Recuerdo la primera vez que vi a Julie inclinada sobre la balaustrada donde el río se curva y parece correr con gracia hacia el mar.
Julie llevaba las marcas de una lucha desigual, de un sueño azul roto y pisoteado. Con los ojos cansados de llorar y los labios hinchados por atreverse a ser sincera, solo por querer ser, nada más que ser.

– Julie, ¿puedes oírme? ¿Me ves? ¿Puedes sentir que estoy cerca de ti? Entraré en ti, no te quitaré la vida. Te la devolveré más auténtica. No podré liberarte de todo pero romperé esa cadena que te quita cada aliento de vida.
Viví su infeliz existencia durante unos días que parecían siglos. Las garras de ese hombre merecían ser rotas. Un ser brutal que quería poseer más de lo que se le permitía.
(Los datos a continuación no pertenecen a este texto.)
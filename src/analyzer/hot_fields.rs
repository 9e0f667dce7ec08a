use std::collections::HashMap;

use crate::analyzer::fields::split_fields;
use crate::model::{ConfigError, JobRecord, SampleRecord};

/// Keeps a zero bandwidth from dividing by zero.
const KERNEL_EPSILON: f64 = 1e-9;

pub const DEFAULT_SAMPLE_LIMIT: usize = 200;
pub const TOP_K_RANGE: std::ops::RangeInclusive<usize> = 3..=20;

/// Everything one hot-field run depends on.
#[derive(Debug, Clone, PartialEq)]
pub struct ScoringParams {
    /// Million VND per month.
    pub target_salary: f64,
    pub target_exp: f64,
    pub sigma_salary: f64,
    pub sigma_exp: f64,
    pub top_k: usize,
    pub sample_limit_per_field: usize,
}

impl ScoringParams {
    pub fn validate(&self) -> Result<(), ConfigError> {
        non_negative("target_salary", self.target_salary)?;
        non_negative("target_exp", self.target_exp)?;
        positive("sigma_salary", self.sigma_salary)?;
        positive("sigma_exp", self.sigma_exp)?;
        if !TOP_K_RANGE.contains(&self.top_k) {
            return Err(ConfigError::InvalidParameter {
                name: "top_k",
                reason: format!(
                    "{} is outside {}..={}",
                    self.top_k,
                    TOP_K_RANGE.start(),
                    TOP_K_RANGE.end()
                ),
            });
        }
        Ok(())
    }
}

fn non_negative(name: &'static str, v: f64) -> Result<(), ConfigError> {
    if v.is_finite() && v >= 0.0 {
        Ok(())
    } else {
        Err(ConfigError::InvalidParameter {
            name,
            reason: format!("{v} must be a finite number >= 0"),
        })
    }
}

fn positive(name: &'static str, v: f64) -> Result<(), ConfigError> {
    if v.is_finite() && v > 0.0 {
        Ok(())
    } else {
        Err(ConfigError::InvalidParameter {
            name,
            reason: format!("{v} must be a finite number > 0"),
        })
    }
}

/// Running totals for one field token.
#[derive(Debug, Clone, Default, PartialEq)]
pub struct FieldAggregate {
    pub score: f64,
    pub count: u32,
    pub sum_salary: f64,
    /// First contributors only, up to the run's sample limit.
    pub samples: Vec<SampleRecord>,
}

/// Per-field aggregates in first-seen order.
#[derive(Debug, Clone, Default)]
pub struct FieldAccumulator {
    index: HashMap<String, usize>,
    fields: Vec<(String, FieldAggregate)>,
    sample_limit: usize,
}

impl FieldAccumulator {
    pub fn new(sample_limit: usize) -> Self {
        Self {
            index: HashMap::new(),
            fields: Vec::new(),
            sample_limit,
        }
    }

    fn add(&mut self, field: String, weight: f64, salary: f64, record: &JobRecord) {
        let slot = match self.index.get(&field) {
            Some(&i) => i,
            None => {
                self.fields.push((field.clone(), FieldAggregate::default()));
                self.index.insert(field, self.fields.len() - 1);
                self.fields.len() - 1
            }
        };
        let agg = &mut self.fields[slot].1;
        agg.score += weight;
        agg.count += 1;
        agg.sum_salary += salary;
        if agg.samples.len() < self.sample_limit {
            agg.samples.push(SampleRecord {
                job_title: record.job_title.clone(),
                city: record.city.clone(),
                position_level: record.position_level.clone(),
                salary_mid: salary,
                experience_years: record.experience_years,
            });
        }
    }

    pub fn get(&self, field: &str) -> Option<&FieldAggregate> {
        self.index.get(field).map(|&i| &self.fields[i].1)
    }

    pub fn iter(&self) -> impl Iterator<Item = (&str, &FieldAggregate)> {
        self.fields.iter().map(|(f, agg)| (f.as_str(), agg))
    }

    pub fn len(&self) -> usize {
        self.fields.len()
    }

    pub fn is_empty(&self) -> bool {
        self.fields.is_empty()
    }
}

/// Gaussian closeness of `value` to `target`; `two_sigma2` is `2σ² + ε`.
fn kernel(value: f64, target: f64, two_sigma2: f64) -> f64 {
    let d = value - target;
    (-(d * d) / two_sigma2).exp()
}

pub fn gaussian_weight(value: f64, target: f64, sigma: f64) -> f64 {
    kernel(value, target, 2.0 * sigma * sigma + KERNEL_EPSILON)
}

/// Similarity of a posting to the target profile.
///
/// `None` when the posting has no salary or the weight underflows to zero.
/// A missing experience value is treated as a perfect match.
pub fn record_weight(record: &JobRecord, params: &ScoringParams) -> Option<f64> {
    let salary = record.salary_mid?;
    let w_sal = gaussian_weight(salary, params.target_salary, params.sigma_salary);
    let w_exp = record
        .experience_years
        .map_or(1.0, |e| gaussian_weight(e, params.target_exp, params.sigma_exp));
    let w = w_sal * w_exp;
    (w > 0.0).then_some(w)
}

/// Single pass over `records`, folding each weighted posting into its fields.
pub fn stream_recommend_fields<'a, I>(records: I, params: &ScoringParams) -> FieldAccumulator
where
    I: IntoIterator<Item = &'a JobRecord>,
{
    let mut acc = FieldAccumulator::new(params.sample_limit_per_field);
    for record in records {
        let (Some(salary), Some(weight)) = (record.salary_mid, record_weight(record, params)) else {
            continue;
        };
        for field in split_fields(Some(&record.job_fields)) {
            acc.add(field, weight, salary, record);
        }
    }
    acc
}
use serde::Deserialize;
use std::fs;
use std::path::Path;
use tracing::info;

use crate::analyzer::hot_fields::DEFAULT_SAMPLE_LIMIT;
use crate::filter::RecordFilter;
use crate::model::ConfigError;

/// Scoring knobs; unset targets and salary bandwidth are derived from the dataset.
#[derive(Debug, Clone, Deserialize)]
#[serde(default)]
pub struct HotFieldsConfig {
    pub target_salary: Option<f64>,
    pub target_exp: Option<f64>,
    pub sigma_salary: Option<f64>,
    pub sigma_exp: f64,
    pub top_k: usize,
    pub sample_limit_per_field: usize,
}

impl Default for HotFieldsConfig {
    fn default() -> Self {
        Self {
            target_salary: None,
            target_exp: None,
            sigma_salary: None,
            sigma_exp: 2.0,
            top_k: 10,
            sample_limit_per_field: DEFAULT_SAMPLE_LIMIT,
        }
    }
}

#[derive(Debug, Clone, Deserialize)]
#[serde(default)]
pub struct ForecastConfig {
    /// Forecasting service URL; forecasting is disabled when absent.
    pub endpoint: Option<String>,
    pub horizon_days: u32,
    pub timeout_seconds: u64,
}

impl Default for ForecastConfig {
    fn default() -> Self {
        Self {
            endpoint: None,
            horizon_days: 90,
            timeout_seconds: 30,
        }
    }
}

#[derive(Debug, Clone, Deserialize)]
#[serde(default)]
pub struct AppConfig {
    pub dataset_path: String,
    pub filters: RecordFilter,
    pub hot_fields: HotFieldsConfig,
    pub forecast: ForecastConfig,
}

impl Default for AppConfig {
    fn default() -> Self {
        Self {
            dataset_path: "clean_jobs.csv".to_string(),
            filters: RecordFilter::default(),
            hot_fields: HotFieldsConfig::default(),
            forecast: ForecastConfig::default(),
        }
    }
}

pub fn load_config(path: &str) -> Result<AppConfig, ConfigError> {
    let content = fs::read_to_string(path)?;
    let config: AppConfig = serde_json::from_str(&content)?;
    Ok(config)
}

/// Loads `path` when it exists, otherwise falls back to built-in defaults.
///
/// An explicitly requested file that is missing is still an error.
pub fn load_or_default(path: Option<&str>) -> Result<AppConfig, ConfigError> {
    match path {
        Some(p) => load_config(p),
        None if Path::new("config.json").exists() => load_config("config.json"),
        None => {
            info!("No config.json found, using defaults");
            Ok(AppConfig::default())
        }
    }
}
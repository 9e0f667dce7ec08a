use crate::normalizer::strip_accents;

/// Records listing more fields than this only count toward the first ones.
pub const MAX_FIELDS_PER_RECORD: usize = 5;

const PLACEHOLDER: &str = "nan";

/// Splits a free-text job-fields cell into at most five normalized field tokens.
///
/// `;`, `|` and `/` act like `,`, and every segment is further split on `" - "`.
/// Tokens keep their order of appearance. Case folding runs again after accent
/// stripping because compatibility decomposition can yield capitals (`™` -> `TM`).
pub fn split_fields(raw: Option<&str>) -> Vec<String> {
    let lowered = raw.unwrap_or("").to_lowercase().replace([';', '|', '/'], ",");

    lowered
        .split(',')
        .flat_map(|segment| segment.split(" - "))
        .map(|piece| strip_accents(piece.trim()).to_lowercase())
        .filter(|token| !token.is_empty() && token != PLACEHOLDER)
        .take(MAX_FIELDS_PER_RECORD)
        .collect()
}

#[cfg(test)]
mod tests {
    use super::*;

    #[test]
    fn splits_on_every_separator() {
        assert_eq!(
            split_fields(Some("IT, Marketing; Sales/HR - Remote")),
            vec!["it", "marketing", "sales", "hr", "remote"]
        );
    }

    #[test]
    fn missing_input_yields_nothing() {
        assert!(split_fields(None).is_empty());
        assert!(split_fields(Some("")).is_empty());
        assert!(split_fields(Some(" , ; nan | NaN ")).is_empty());
    }

    #[test]
    fn keeps_only_first_five() {
        let got = split_fields(Some("a,b,c,d,e,f,g"));
        assert_eq!(got, vec!["a", "b", "c", "d", "e"]);
    }

    #[test]
    fn hyphen_without_spaces_is_not_a_separator() {
        assert_eq!(split_fields(Some("e-commerce - Logistics")), vec!["e-commerce", "logistics"]);
    }

    #[test]
    fn strips_accents_from_tokens() {
        assert_eq!(
            split_fields(Some("Kế toán / Kiểm toán|Ngân hàng")),
            vec!["ke toan", "kiem toan", "ngan hang"]
        );
    }

    #[test]
    fn compatibility_characters_fold_to_lower_case() {
        let got = split_fields(Some("Brand™, Ｈｒ, ℌealth, brandtm"));
        assert_eq!(got, vec!["brandtm", "hr", "health", "brandtm"]);
        assert!(got.iter().all(|t| t.chars().all(|c| !c.is_uppercase())));
    }
}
Escabroso y podrido, cuyos ojos no podían ver sino que objetos que romper.
¿Cómo llamas a los hombres que temen a un espíritu más vivo y más fuerte y no se levantan? ¿Cuya cobardía exige amor mientras aniquilan la voluntad y violan el cuerpo para reducirlo a una burla y algo indeseado?
– Julie, ya no estarás a la imagen y semejanza de nadie más que de ti misma.
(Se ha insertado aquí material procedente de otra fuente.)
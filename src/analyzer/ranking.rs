use serde::Serialize;
use std::cmp::Ordering;

use crate::analyzer::hot_fields::FieldAccumulator;
use crate::analyzer::stats::median;
use crate::model::SampleRecord;
use crate::utils::round3;

/// How many postings of the winning field are shown as evidence.
pub const TOP_SAMPLES: usize = 10;

/// One row of the hot-field table.
#[derive(Debug, Clone, PartialEq, Serialize)]
pub struct RankedField {
    pub field: String,
    pub score: f64,
    pub count: u32,
    pub avg_salary: f64,
    /// Median over the retained samples only, not every contributor.
    pub med_salary: Option<f64>,
    pub score_norm: f64,
}

#[derive(Debug, Clone, Default, Serialize)]
pub struct HotFieldsReport {
    pub ranked: Vec<RankedField>,
    /// Bar-chart series: field -> normalized score.
    pub chart: Vec<(String, f64)>,
    pub top_field: Option<String>,
    pub top_samples: Vec<SampleRecord>,
}

impl HotFieldsReport {
    pub fn is_empty(&self) -> bool {
        self.ranked.is_empty()
    }
}

/// Higher score first, then more postings, then higher median; missing medians last.
fn by_rank(a: &RankedField, b: &RankedField) -> Ordering {
    b.score
        .total_cmp(&a.score)
        .then_with(|| b.count.cmp(&a.count))
        .then_with(|| match (a.med_salary, b.med_salary) {
            (Some(x), Some(y)) => y.total_cmp(&x),
            (Some(_), None) => Ordering::Less,
            (None, Some(_)) => Ordering::Greater,
            (None, None) => Ordering::Equal,
        })
}

/// Turns the accumulated aggregates into the `top_k` best fields.
pub fn rank_fields(acc: &FieldAccumulator, top_k: usize) -> Vec<RankedField> {
    if acc.is_empty() {
        return Vec::new();
    }

    let max_score = acc.iter().map(|(_, agg)| agg.score).fold(0.0, f64::max);

    let mut rows: Vec<RankedField> = acc
        .iter()
        .map(|(field, agg)| {
            let salaries: Vec<f64> = agg.samples.iter().map(|s| s.salary_mid).collect();
            RankedField {
                field: field.to_string(),
                score: agg.score,
                count: agg.count,
                avg_salary: round3(agg.sum_salary / agg.count.max(1) as f64),
                med_salary: median(&salaries).map(round3),
                score_norm: if max_score > 0.0 {
                    round3(agg.score / max_score)
                } else {
                    0.0
                },
            }
        })
        .collect();

    rows.sort_by(by_rank);
    rows.truncate(top_k);
    rows
}

pub fn build_report(acc: &FieldAccumulator, top_k: usize) -> HotFieldsReport {
    let ranked = rank_fields(acc, top_k);
    let top_field = ranked.first().map(|r| r.field.clone());
    let top_samples = top_field
        .as_deref()
        .and_then(|f| acc.get(f))
        .map(|agg| agg.samples.iter().take(TOP_SAMPLES).cloned().collect())
        .unwrap_or_default();
    let chart = ranked.iter().map(|r| (r.field.clone(), r.score_norm)).collect();

    HotFieldsReport {
        ranked,
        chart,
        top_field,
        top_samples,
    }
}

#[cfg(test)]
mod tests {
    use super::*;
    use crate::analyzer::hot_fields::{ScoringParams, stream_recommend_fields};
    use crate::model::JobRecord;

    fn params(top_k: usize, sample_limit: usize) -> ScoringParams {
        ScoringParams {
            target_salary: 10.0,
            target_exp: 2.0,
            sigma_salary: 5.0,
            sigma_exp: 2.0,
            top_k,
            sample_limit_per_field: sample_limit,
        }
    }

    fn job(title: &str, fields: &str, salary: f64) -> JobRecord {
        JobRecord::new(title, "Hà Nội", "Nhân viên", fields, Some(salary), Some(2.0))
    }

    #[test]
    fn empty_accumulator_ranks_nothing() {
        let acc = FieldAccumulator::new(200);
        assert!(rank_fields(&acc, 5).is_empty());
        let report = build_report(&acc, 5);
        assert!(report.is_empty());
        assert!(report.top_field.is_none());
        assert!(report.top_samples.is_empty());
    }

    #[test]
    fn two_record_scenario_ranks_it_first() {
        let recs = vec![job("a", "IT", 10.0), job("b", "IT,Finance", 20.0)];
        let p = params(5, 200);
        let acc = stream_recommend_fields(&recs, &p);
        let ranked = rank_fields(&acc, p.top_k);

        let names: Vec<&str> = ranked.iter().map(|r| r.field.as_str()).collect();
        assert_eq!(names, vec!["it", "finance"]);
        assert_eq!(ranked[0].score_norm, 1.0);
        assert_eq!(ranked[0].avg_salary, 15.0);
        assert_eq!(ranked[0].med_salary, Some(15.0));
        assert!((ranked[0].score - 1.135).abs() < 1e-3);
        assert_eq!(ranked[1].count, 1);
        assert_eq!(ranked[1].score_norm, 0.119);
    }

    #[test]
    fn equal_scores_break_on_median_then_first_seen() {
        // 7 and 13 sit the same distance from the target, so the weights are identical.
        let recs = vec![
            job("a", "alpha", 7.0),
            job("b", "beta", 13.0),
            job("c", "gamma", 7.0),
        ];
        let acc = stream_recommend_fields(&recs, &params(5, 200));
        let ranked = rank_fields(&acc, 5);
        assert_eq!(ranked[0].score, ranked[1].score);
        let names: Vec<&str> = ranked.iter().map(|r| r.field.as_str()).collect();
        assert_eq!(names, vec!["beta", "alpha", "gamma"]);
    }

    #[test]
    fn repeated_field_outscores_single_posting() {
        let recs = vec![
            job("a", "solo", 10.0),
            job("b", "pair", 10.0),
            job("c", "pair", 10.0),
        ];
        let ranked = rank_fields(&stream_recommend_fields(&recs, &params(5, 200)), 5);
        assert_eq!(ranked[0].field, "pair");
        assert_eq!(ranked[0].count, 2);
        assert_eq!(ranked[1].score_norm, 0.5);
    }

    #[test]
    fn zero_sample_limit_leaves_median_undefined() {
        let recs = vec![job("a", "alpha", 10.0), job("b", "beta", 10.0)];
        let acc = stream_recommend_fields(&recs, &params(5, 0));
        let ranked = rank_fields(&acc, 5);
        assert!(ranked.iter().all(|r| r.med_salary.is_none()));
        assert_eq!(ranked[0].field, "alpha");
    }

    #[test]
    fn median_uses_retained_samples_only() {
        let recs: Vec<JobRecord> = (0..450)
            .map(|i| job("x", "ops", if i < 200 { 10.0 } else { 11.0 }))
            .collect();
        let ranked = rank_fields(&stream_recommend_fields(&recs, &params(5, 200)), 5);
        assert_eq!(ranked[0].count, 450);
        // Only the first 200 postings (all at 10) are kept as samples.
        assert_eq!(ranked[0].med_salary, Some(10.0));
        assert!((ranked[0].avg_salary - 10.556).abs() < 1e-9);
    }

    #[test]
    fn normalized_scores_stay_in_unit_range() {
        let recs: Vec<JobRecord> = (0..40)
            .map(|i| job("x", ["it", "sales", "hr", "law"][i % 4], 5.0 + i as f64))
            .collect();
        let acc = stream_recommend_fields(&recs, &params(20, 200));
        let ranked = rank_fields(&acc, 20);
        assert!(ranked.iter().all(|r| (0.0..=1.0).contains(&r.score_norm)));
        let top = ranked.iter().map(|r| r.score_norm).fold(0.0, f64::max);
        assert_eq!(top, 1.0);
    }

    #[test]
    fn truncates_to_top_k_and_exposes_samples() {
        let recs: Vec<JobRecord> = (0..30)
            .map(|i| job(&format!("job {i}"), "a, b, c, d, e", 10.0))
            .collect();
        let report = build_report(&stream_recommend_fields(&recs, &params(3, 200)), 3);
        assert_eq!(report.ranked.len(), 3);
        assert_eq!(report.chart.len(), 3);
        assert_eq!(report.top_field.as_deref(), Some("a"));
        assert_eq!(report.top_samples.len(), TOP_SAMPLES);
        assert_eq!(report.top_samples[0].job_title, "job 0");
    }
}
Aquella noche el río parecía más claro, reflejaba el resplandor del atardecer y las luces de la ciudad se dibujaban como pequeñas llamas que florecían en el agua y se elevaban levemente en vuelo.
Mientras el viento frío movía el cabello rubio de Julie, la imaginé tirada en el agua. Cándida e inocente, como Delaroche pintó la Jeune Martyre.
– Julie, no quiero ver tus manos atadas, ni tus ojos muertos mirar al cielo que no te escuchó. Nada que ilumine tu cabeza sin vida sino tu alma iluminada que vive y se regocija.
¿Cuántas Jeune Martyre seguiremos contando cada día que envíe esta tierra?
¿Cuántas Julie? ¿Demasiado pobres, demasiado lejos, demasiado solas, demasiado abandonadas, demasiado desesperadas para liberar sus manos, para no terminar tiradas en el agua y brillar sin vida?
La culpa de ser mujer se había apoderado de Julie. Otra joven mártir estaba a punto de ser sacrificada. Comida deliciosa en la mesa de los prejuicios. Supremacía machista, religión, convenciones sociales. La libertad se convierte en un crimen y la virtud suprema es la sumisión ciega. La vida no redimida es una contradicción.
– No, Julie. Tus zapatos rojos no acabarán en la plaza bajo las indiferentes banderas ondeantes. No una extensión de color carmín, sino una multitud de mujeres que viven cada una como un individuo y nunca como una muchedumbre.

Dedicado a todas las mujeres. Que ninguna de ellas sea otra cosa que una persona.